# What to produce
From the listing below, select every line where the word "must" appears.

───── Record set ─────

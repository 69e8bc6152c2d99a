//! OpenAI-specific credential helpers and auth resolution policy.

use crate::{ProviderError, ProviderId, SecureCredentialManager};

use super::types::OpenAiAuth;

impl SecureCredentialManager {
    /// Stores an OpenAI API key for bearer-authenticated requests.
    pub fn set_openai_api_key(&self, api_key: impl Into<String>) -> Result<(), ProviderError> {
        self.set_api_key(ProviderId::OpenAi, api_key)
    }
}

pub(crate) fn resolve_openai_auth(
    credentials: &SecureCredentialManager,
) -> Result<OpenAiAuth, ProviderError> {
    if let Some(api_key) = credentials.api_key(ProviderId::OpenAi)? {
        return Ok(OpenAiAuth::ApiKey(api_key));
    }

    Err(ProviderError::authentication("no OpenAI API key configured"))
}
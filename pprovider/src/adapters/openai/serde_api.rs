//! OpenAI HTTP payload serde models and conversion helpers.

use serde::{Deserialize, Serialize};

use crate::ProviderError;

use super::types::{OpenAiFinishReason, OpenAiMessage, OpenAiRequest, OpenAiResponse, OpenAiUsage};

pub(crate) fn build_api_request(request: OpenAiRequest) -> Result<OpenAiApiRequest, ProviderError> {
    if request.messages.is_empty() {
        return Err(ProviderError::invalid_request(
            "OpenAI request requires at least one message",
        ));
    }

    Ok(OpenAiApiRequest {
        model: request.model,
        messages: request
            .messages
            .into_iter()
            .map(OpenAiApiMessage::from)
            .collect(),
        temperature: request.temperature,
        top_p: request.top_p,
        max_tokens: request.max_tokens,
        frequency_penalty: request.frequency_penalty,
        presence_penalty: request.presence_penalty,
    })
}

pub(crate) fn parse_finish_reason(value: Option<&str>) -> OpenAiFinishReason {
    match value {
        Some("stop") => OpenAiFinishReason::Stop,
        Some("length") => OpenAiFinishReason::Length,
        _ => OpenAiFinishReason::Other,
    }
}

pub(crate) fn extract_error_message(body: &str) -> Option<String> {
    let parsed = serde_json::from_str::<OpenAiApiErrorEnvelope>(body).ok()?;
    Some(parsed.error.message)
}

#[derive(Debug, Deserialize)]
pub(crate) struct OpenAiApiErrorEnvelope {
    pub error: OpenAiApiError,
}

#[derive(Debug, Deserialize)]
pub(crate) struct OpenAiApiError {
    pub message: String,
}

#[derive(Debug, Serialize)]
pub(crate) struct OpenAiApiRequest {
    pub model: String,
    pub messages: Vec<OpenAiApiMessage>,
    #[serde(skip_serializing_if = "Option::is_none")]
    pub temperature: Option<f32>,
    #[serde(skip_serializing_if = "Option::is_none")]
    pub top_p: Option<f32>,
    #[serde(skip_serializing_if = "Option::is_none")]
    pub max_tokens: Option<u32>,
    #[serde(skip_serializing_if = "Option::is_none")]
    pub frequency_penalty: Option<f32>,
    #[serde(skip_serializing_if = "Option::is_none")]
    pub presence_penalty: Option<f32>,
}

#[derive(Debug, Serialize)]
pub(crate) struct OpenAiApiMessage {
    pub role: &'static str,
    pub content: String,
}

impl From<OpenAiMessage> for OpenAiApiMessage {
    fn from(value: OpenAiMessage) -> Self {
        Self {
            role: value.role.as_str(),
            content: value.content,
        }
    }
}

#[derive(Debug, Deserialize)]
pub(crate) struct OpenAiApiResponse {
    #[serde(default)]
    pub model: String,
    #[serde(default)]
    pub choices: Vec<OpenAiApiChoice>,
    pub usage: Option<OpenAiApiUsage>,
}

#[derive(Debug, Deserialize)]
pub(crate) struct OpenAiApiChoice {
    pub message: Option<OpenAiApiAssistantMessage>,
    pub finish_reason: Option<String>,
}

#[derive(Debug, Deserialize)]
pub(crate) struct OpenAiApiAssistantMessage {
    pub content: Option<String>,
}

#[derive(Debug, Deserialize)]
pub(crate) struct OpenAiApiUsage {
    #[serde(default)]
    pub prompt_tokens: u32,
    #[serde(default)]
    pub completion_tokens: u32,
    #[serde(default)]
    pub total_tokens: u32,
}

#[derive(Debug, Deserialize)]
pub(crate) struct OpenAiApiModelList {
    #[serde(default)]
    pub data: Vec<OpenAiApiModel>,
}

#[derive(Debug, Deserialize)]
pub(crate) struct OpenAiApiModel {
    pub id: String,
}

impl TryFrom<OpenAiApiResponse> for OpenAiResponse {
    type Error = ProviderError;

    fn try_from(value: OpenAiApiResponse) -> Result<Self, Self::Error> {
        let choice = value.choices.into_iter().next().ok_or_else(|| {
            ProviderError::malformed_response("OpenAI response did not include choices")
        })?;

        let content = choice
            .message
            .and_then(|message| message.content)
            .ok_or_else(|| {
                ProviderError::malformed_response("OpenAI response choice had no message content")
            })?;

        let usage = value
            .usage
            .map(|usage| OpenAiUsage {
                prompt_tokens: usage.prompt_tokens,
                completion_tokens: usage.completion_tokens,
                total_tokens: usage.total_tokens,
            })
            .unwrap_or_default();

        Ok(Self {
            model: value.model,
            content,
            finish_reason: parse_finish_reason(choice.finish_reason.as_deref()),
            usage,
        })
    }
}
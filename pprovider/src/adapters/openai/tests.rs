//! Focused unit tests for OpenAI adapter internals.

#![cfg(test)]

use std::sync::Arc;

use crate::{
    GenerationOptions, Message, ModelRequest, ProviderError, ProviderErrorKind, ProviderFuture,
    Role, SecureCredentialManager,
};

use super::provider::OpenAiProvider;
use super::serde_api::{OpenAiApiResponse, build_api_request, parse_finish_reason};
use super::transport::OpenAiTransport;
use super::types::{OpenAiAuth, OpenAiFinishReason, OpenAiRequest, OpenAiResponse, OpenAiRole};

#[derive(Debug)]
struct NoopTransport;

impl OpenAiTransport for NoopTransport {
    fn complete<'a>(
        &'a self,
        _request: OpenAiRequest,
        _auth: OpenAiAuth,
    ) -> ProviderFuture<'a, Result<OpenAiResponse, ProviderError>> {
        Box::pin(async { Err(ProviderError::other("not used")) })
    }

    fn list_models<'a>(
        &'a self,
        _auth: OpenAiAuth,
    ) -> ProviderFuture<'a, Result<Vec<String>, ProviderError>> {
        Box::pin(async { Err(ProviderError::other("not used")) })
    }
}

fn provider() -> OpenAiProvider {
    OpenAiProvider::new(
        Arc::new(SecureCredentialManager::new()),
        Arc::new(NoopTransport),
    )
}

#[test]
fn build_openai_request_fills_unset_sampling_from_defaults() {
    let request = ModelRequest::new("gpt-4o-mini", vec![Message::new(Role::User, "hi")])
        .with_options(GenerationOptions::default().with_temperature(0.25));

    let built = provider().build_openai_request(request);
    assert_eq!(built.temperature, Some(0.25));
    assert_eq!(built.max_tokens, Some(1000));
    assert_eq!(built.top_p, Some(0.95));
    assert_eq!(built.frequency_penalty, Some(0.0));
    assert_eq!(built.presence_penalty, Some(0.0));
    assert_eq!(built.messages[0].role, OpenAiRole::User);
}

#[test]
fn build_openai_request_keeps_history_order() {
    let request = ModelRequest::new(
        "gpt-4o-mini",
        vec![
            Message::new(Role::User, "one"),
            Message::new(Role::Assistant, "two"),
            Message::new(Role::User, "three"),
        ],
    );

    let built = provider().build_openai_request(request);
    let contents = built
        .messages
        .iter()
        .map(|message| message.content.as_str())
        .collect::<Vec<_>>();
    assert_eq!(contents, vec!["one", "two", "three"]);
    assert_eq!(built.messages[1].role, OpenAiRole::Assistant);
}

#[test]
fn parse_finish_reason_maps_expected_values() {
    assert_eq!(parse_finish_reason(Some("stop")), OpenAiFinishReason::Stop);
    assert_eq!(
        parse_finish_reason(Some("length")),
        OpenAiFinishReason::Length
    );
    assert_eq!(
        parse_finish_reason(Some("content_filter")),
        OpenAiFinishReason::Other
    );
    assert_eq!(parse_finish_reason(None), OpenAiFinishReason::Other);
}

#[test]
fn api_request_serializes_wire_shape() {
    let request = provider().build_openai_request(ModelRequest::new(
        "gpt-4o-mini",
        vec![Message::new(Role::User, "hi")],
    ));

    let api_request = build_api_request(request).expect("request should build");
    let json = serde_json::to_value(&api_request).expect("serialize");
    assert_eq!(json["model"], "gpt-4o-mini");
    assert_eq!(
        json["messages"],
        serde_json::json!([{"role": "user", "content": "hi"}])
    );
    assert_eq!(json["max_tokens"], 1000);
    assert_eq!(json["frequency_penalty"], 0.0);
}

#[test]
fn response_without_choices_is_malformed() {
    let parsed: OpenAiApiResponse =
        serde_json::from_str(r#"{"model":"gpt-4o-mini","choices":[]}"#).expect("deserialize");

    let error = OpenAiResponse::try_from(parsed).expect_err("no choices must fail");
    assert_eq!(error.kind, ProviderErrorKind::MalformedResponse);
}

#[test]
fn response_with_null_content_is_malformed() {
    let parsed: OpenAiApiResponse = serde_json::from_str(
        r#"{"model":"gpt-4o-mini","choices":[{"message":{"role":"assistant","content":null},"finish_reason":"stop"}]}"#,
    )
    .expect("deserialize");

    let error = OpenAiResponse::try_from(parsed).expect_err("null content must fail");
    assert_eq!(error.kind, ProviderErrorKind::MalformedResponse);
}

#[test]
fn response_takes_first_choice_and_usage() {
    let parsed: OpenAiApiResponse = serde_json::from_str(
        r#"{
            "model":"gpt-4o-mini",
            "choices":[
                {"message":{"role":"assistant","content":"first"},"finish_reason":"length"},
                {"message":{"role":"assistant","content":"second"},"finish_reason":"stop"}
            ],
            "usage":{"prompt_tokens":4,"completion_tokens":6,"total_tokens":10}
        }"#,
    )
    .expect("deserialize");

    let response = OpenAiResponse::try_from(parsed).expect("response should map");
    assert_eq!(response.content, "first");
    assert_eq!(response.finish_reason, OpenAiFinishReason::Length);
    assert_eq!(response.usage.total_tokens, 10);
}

─────

# The answer
    let error = OpenAiResponse::try_from(parsed).expect_err("no choices must fail");
    let error = OpenAiResponse::try_from(parsed).expect_err("null content must fail");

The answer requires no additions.